Requirement: When a line of the entries below contains "struct", it counts once; state how many such lines there are and nothing else.

++++++++++

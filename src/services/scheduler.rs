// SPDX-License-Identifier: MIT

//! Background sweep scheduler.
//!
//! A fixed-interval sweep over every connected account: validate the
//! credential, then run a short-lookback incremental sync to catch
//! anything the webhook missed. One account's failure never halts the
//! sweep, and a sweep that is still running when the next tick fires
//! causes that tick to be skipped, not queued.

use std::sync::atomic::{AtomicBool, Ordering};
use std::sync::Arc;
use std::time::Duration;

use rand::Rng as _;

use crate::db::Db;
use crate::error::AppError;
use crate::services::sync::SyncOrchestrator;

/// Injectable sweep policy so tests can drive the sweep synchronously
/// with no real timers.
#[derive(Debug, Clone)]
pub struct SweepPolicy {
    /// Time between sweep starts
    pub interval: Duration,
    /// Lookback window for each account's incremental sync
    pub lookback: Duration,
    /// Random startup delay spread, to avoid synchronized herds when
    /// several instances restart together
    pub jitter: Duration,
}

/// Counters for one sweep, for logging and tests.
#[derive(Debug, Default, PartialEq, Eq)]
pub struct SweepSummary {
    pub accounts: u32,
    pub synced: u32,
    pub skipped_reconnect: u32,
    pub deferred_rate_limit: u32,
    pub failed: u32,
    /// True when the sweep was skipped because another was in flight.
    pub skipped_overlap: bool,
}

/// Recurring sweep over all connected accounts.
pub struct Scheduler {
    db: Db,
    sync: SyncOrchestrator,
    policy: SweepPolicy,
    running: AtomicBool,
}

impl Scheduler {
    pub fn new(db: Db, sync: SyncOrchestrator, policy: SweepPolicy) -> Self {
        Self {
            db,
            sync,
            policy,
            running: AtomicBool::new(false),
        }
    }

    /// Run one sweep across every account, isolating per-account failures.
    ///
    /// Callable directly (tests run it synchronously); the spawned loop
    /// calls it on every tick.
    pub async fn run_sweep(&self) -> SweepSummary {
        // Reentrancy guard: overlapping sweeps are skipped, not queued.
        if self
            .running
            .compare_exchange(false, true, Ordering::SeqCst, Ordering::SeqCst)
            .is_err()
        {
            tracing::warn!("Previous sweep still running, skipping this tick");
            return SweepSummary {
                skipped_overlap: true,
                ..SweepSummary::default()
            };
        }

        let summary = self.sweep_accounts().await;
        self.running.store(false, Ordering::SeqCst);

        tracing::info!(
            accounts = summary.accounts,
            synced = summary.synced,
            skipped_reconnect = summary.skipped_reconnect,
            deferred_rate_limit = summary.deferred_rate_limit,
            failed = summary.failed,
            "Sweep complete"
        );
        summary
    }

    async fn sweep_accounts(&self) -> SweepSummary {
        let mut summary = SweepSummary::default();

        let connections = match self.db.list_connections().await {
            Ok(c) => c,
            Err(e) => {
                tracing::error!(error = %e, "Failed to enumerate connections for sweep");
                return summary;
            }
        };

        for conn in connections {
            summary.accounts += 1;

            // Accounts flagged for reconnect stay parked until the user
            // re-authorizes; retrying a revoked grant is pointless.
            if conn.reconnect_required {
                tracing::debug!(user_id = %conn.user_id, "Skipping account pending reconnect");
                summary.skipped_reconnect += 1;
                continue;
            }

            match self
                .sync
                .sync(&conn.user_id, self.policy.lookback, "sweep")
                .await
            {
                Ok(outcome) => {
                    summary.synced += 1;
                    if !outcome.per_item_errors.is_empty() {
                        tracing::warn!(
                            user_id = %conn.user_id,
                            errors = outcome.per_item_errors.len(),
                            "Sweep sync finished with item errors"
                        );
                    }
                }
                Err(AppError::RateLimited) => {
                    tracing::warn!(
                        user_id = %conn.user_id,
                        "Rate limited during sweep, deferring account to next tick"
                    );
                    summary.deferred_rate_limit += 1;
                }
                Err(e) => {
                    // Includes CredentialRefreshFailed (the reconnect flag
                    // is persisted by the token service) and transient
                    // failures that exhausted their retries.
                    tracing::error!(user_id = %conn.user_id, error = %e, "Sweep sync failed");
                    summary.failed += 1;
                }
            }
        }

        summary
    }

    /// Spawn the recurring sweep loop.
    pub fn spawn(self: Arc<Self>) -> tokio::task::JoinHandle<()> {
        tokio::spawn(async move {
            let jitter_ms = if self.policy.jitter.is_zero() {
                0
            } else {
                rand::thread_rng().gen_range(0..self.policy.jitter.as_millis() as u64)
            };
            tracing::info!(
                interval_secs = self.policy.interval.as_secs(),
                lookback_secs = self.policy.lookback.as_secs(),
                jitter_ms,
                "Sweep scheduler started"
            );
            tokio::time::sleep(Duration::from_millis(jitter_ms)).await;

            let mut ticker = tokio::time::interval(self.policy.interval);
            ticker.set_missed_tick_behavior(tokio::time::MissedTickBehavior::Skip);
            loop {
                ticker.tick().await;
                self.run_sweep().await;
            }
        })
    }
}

++++++++++

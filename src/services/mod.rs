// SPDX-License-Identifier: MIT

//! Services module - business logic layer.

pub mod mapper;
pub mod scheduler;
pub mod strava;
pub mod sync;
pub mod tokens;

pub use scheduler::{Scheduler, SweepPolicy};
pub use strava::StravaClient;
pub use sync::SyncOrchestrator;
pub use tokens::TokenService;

++++++++++

Reply: 3